I've been thinking a lot about Palmyra, an experimental piece of theatre from the UK company FellSwoop Theatre. I caught the show at Edinburgh Fringe this year and was really stunned by it: their use of metaphor was clean, (looked) simple and incredibly elegant. The relationship between the two performers was constantly ambiguous – which successfully undermined my desire to cast a “bad guy”. The power dynamic between the two was so well rendered that even the hint of violence between them felt monumental. I burst into tears at the final stage picture, which is, in this case, a good thing.
I’m reading Carmen Maria Machado’s collection of short stories, Her Body and Other Parties, at the moment and it’s very present in my mind when I’m working. The stories meditate on the lives of women in a frame that dips into fable, or even magic realism – I get a (little) taste of Gabriel Garcia Marquez and Italo Calvino when reading her. The collection is feminist, sometimes tough to read, but most of all incisive, especially when it’s playing with fantasy and fairy tales. It’s making me think about the re-authoring of traditions (literary, theatrical, all kinds) by women, and how utterly gratifying it is to see.
Credit: Tabitha Arthur
Julia Croft
My inspiration? Mattress Performance (Carry that Weight) and Carolee Schneemann.

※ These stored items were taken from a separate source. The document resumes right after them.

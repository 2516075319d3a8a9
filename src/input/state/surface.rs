//! History, restore sequencing, export and compositing.

use crate::draw::{PixelFrame, SurfaceError, render};
use crate::history::{RestoreFailed, RestoreOutcome, RestoreWorker};
use cairo::{Format, ImageSurface, Operator};
use log::{debug, info, warn};

use super::{DrawingState, InputState};

/// Layers included by [`InputState::render`].
#[derive(Debug, Clone, Copy, PartialEq, Eq)]
pub struct RenderLayers {
    /// Background fill, grid and image
    pub background: bool,
    /// Live shape preview
    pub preview: bool,
    /// Open text box with caret
    pub text_overlay: bool,
}

impl Default for RenderLayers {
    fn default() -> Self {
        Self {
            background: true,
            preview: true,
            text_overlay: true,
        }
    }
}

impl RenderLayers {
    /// Only the committed raster.
    pub fn committed_only() -> Self {
        Self {
            background: false,
            preview: false,
            text_overlay: false,
        }
    }
}

impl InputState {
    // ------------------------------------------------------------------
    // History
    // ------------------------------------------------------------------

    /// Snapshots the raster and records it as the newest history entry.
    pub(crate) fn record_commit(&mut self) -> Result<(), SurfaceError> {
        let surfaces = self.surfaces.as_mut().ok_or(SurfaceError::NotMounted)?;
        let snapshot = surfaces.raster.export_snapshot()?;
        let bytes = snapshot.len();
        self.history.record(snapshot);
        debug!(
            "Recorded snapshot ({} bytes, history holds {} bytes)",
            bytes,
            self.history.memory_bytes()
        );
        self.dirty_tracker.mark_full();
        self.needs_redraw = true;
        Ok(())
    }

    /// Brings the raster in line with the history cursor.
    ///
    /// The empty state applies immediately; any other state issues a
    /// sequenced restore that is applied when its decode completes.
    pub(crate) fn apply_history_cursor(&mut self) {
        match self.history.current().cloned() {
            None => {
                let seq = self.restores.settle_empty();
                debug!("History cursor at empty state (restore #{})", seq);
                if let Some(surfaces) = self.surfaces.as_mut()
                    && let Err(err) = surfaces.raster.clear()
                {
                    warn!("Failed to clear raster: {}", err);
                }
                self.dirty_tracker.mark_full();
                self.needs_redraw = true;
            }
            Some(snapshot) => {
                if let Some(completion) = self.restores.request(snapshot)
                    && let Some(outcome) = self.restores.accept(completion)
                {
                    self.apply_restore_outcome(outcome);
                }
            }
        }
    }

    /// Applies a decoded restore, or records why it could not be applied.
    ///
    /// The raster is only replaced with a successfully decoded frame, so a
    /// failure leaves the last-good content on screen.
    fn apply_restore_outcome(&mut self, outcome: RestoreOutcome) {
        let applied = outcome.and_then(|restored| {
            let seq = restored.seq;
            let surfaces = self.surfaces.as_mut().ok_or(SurfaceError::NotMounted);
            surfaces
                .and_then(|s| s.raster.replace_with(&restored.frame))
                .map(|()| seq)
                .map_err(|err| RestoreFailed {
                    seq,
                    reason: err.to_string(),
                })
        });
        match applied {
            Ok(seq) => {
                debug!("Applied restore #{}", seq);
                self.dirty_tracker.mark_full();
                self.needs_redraw = true;
            }
            Err(failed) => {
                warn!("{}; keeping the last frame", failed);
                self.restore_failure = Some(failed);
            }
        }
    }

    /// Applies a finished restore without blocking.
    ///
    /// Hosts using a [`RestoreWorker`] call this from their event loop.
    /// Returns true when the raster changed.
    pub fn poll_restores(&mut self) -> bool {
        match self.restores.poll() {
            Some(outcome) => {
                let ok = outcome.is_ok();
                self.apply_restore_outcome(outcome);
                ok
            }
            None => false,
        }
    }

    /// Waits (up to the configured timeout) for the in-flight restore and
    /// applies it. Called before anything reads or mutates the raster.
    pub fn settle_restores(&mut self) {
        if let Some(outcome) = self.restores.settle(self.restore_timeout) {
            self.apply_restore_outcome(outcome);
        }
    }

    /// True while a restore has been requested but not applied.
    pub fn restore_pending(&self) -> bool {
        self.restores.is_pending()
    }

    /// Takes the most recent restore failure.
    pub fn take_restore_failure(&mut self) -> Option<RestoreFailed> {
        self.restore_failure.take()
    }

    /// Decodes subsequent restores on a background worker.
    pub fn attach_restore_worker(&mut self, worker: RestoreWorker) {
        self.settle_restores();
        self.restores.attach_worker(worker);
        info!("Asynchronous history restores enabled");
    }

    /// Steps the history back one commit. A gesture in progress is committed
    /// first. Returns false at the empty state.
    pub fn undo(&mut self) -> bool {
        self.end_active_gesture();
        if !self.history.undo() {
            debug!("Undo ignored: already at empty state");
            return false;
        }
        info!("Undo -> history index {}", self.history.index());
        self.apply_history_cursor();
        true
    }

    /// Steps the history forward one commit. Returns false when nothing is
    /// redo-available.
    pub fn redo(&mut self) -> bool {
        self.end_active_gesture();
        if !self.history.redo() {
            debug!("Redo ignored: no future state");
            return false;
        }
        info!("Redo -> history index {}", self.history.index());
        self.apply_history_cursor();
        true
    }

    /// Wipes the canvas and the history.
    ///
    /// Also drops the background image when `clear_drops_background_image`
    /// is set; the background mode is kept.
    pub fn clear(&mut self) {
        self.end_active_gesture();
        self.history.clear();
        self.apply_history_cursor();
        if self.clear_drops_background_image && self.background.image.take().is_some() {
            debug!("Clear removed the background image");
        }
        self.dirty_tracker.mark_full();
        self.needs_redraw = true;
        info!("Canvas cleared");
    }

    pub fn can_undo(&self) -> bool {
        self.history.can_undo()
    }

    pub fn can_redo(&self) -> bool {
        self.history.can_redo()
    }

    /// History cursor in `[-1, len - 1]`; `-1` is the empty canvas.
    pub fn history_index(&self) -> isize {
        self.history.index()
    }

    pub fn history_len(&self) -> usize {
        self.history.len()
    }

    // ------------------------------------------------------------------
    // Export and compositing
    // ------------------------------------------------------------------

    /// Copies the committed raster pixels.
    pub fn committed_frame(&mut self) -> Result<PixelFrame, SurfaceError> {
        self.settle_restores();
        self.surfaces
            .as_mut()
            .ok_or(SurfaceError::NotMounted)?
            .raster
            .frame()
    }

    /// PNG of the committed drawing, with the background layers underneath
    /// when `export.include_background` is set.
    ///
    /// Never contains the shape preview or an open text box.
    pub fn export_current_frame(&mut self) -> Result<Vec<u8>, SurfaceError> {
        self.export_frame(self.include_background_on_export)
    }

    /// PNG of the committed drawing, optionally over the background layers.
    pub fn export_frame(&mut self, include_background: bool) -> Result<Vec<u8>, SurfaceError> {
        if self.surfaces.is_none() {
            warn!("Export requested before the surface was mounted");
            return Err(SurfaceError::NotMounted);
        }
        self.settle_restores();
        let surfaces = self.surfaces.as_ref().ok_or(SurfaceError::NotMounted)?;

        if !include_background || self.background.is_empty() {
            return surfaces.raster.to_png();
        }

        let (width, height) = (surfaces.raster.width(), surfaces.raster.height());
        let composite = ImageSurface::create(Format::ARgb32, width, height)?;
        {
            let ctx = cairo::Context::new(&composite)?;
            self.background
                .render(&ctx, &self.background_config, width as f64, height as f64)?;
            ctx.set_operator(Operator::Over);
            ctx.set_source_surface(surfaces.raster.surface(), 0.0, 0.0)?;
            ctx.paint()?;
        }
        let mut bytes = Vec::new();
        composite.write_to_png(&mut bytes)?;
        Ok(bytes)
    }

    /// Composites the session for display.
    ///
    /// Order: background, committed raster, shape preview, text overlay. The
    /// overlays are drawn onto `ctx` only, never into the raster.
    pub fn render(&self, ctx: &cairo::Context, layers: RenderLayers) -> Result<(), SurfaceError> {
        let surfaces = self.surfaces.as_ref().ok_or(SurfaceError::NotMounted)?;
        let (width, height) = (surfaces.raster.width() as f64, surfaces.raster.height() as f64);

        ctx.save()?;
        if layers.background {
            self.background
                .render(ctx, &self.background_config, width, height)?;
        }

        ctx.set_operator(Operator::Over);
        ctx.set_source_surface(surfaces.raster.surface(), 0.0, 0.0)?;
        ctx.paint()?;

        if layers.preview && !surfaces.preview.is_blank() {
            ctx.set_source_surface(surfaces.preview.surface(), 0.0, 0.0)?;
            ctx.paint()?;
        }

        if layers.text_overlay
            && let DrawingState::Typing(session) = &self.state
        {
            render::render_text_preview(
                ctx,
                session.anchor,
                &session.content,
                &session.style,
                &self.font,
            )?;
        }
        ctx.restore()?;
        Ok(())
    }
}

Almost the perfect work of art! Mattress Performance (Carry that Weight) was a durational art piece performed by Emma Sulkowicz from September 2014 to May 2015 at Columbia University. Sulkowicz carried a mattress everywhere to protest the fact that her rapist had not been expelled from the University. I find this work insanely moving and so very, very inspiring. This image of a woman constantly carrying a heavy mattress contains infinite threads of meaning so deep that I can’t really articulate them, but man do I feel them. She condensed story, sadness, grief, burden, politics, activism, anger and beauty into one simple action. The specificity of this action changed the way I see imagery in performance. At its best, an image is a container for things that there are no words for. It can surpass your logical brain and hit you somewhere directly in your body. I can feel this image in my body in a very real way. And anger can be made into something fucking beautiful.
The legacy of Carolee Schneemann and her work influences all of my practice and hopefully all of my life. She is one of my role models for what it is to be a creative woman in this world. Her voice is big, bold, loud, unapologetic, courageous, angry and beautiful and her work is filled with joyful abandon; Meat Joy (1964) in particular is this wild, anarchic, primal celebration of sexuality. Naked bodies, wet paint, raw fish and raw chicken. That’s art right?
Body Double is the BATS 2017 STAB Commission, supported by Creative New Zealand.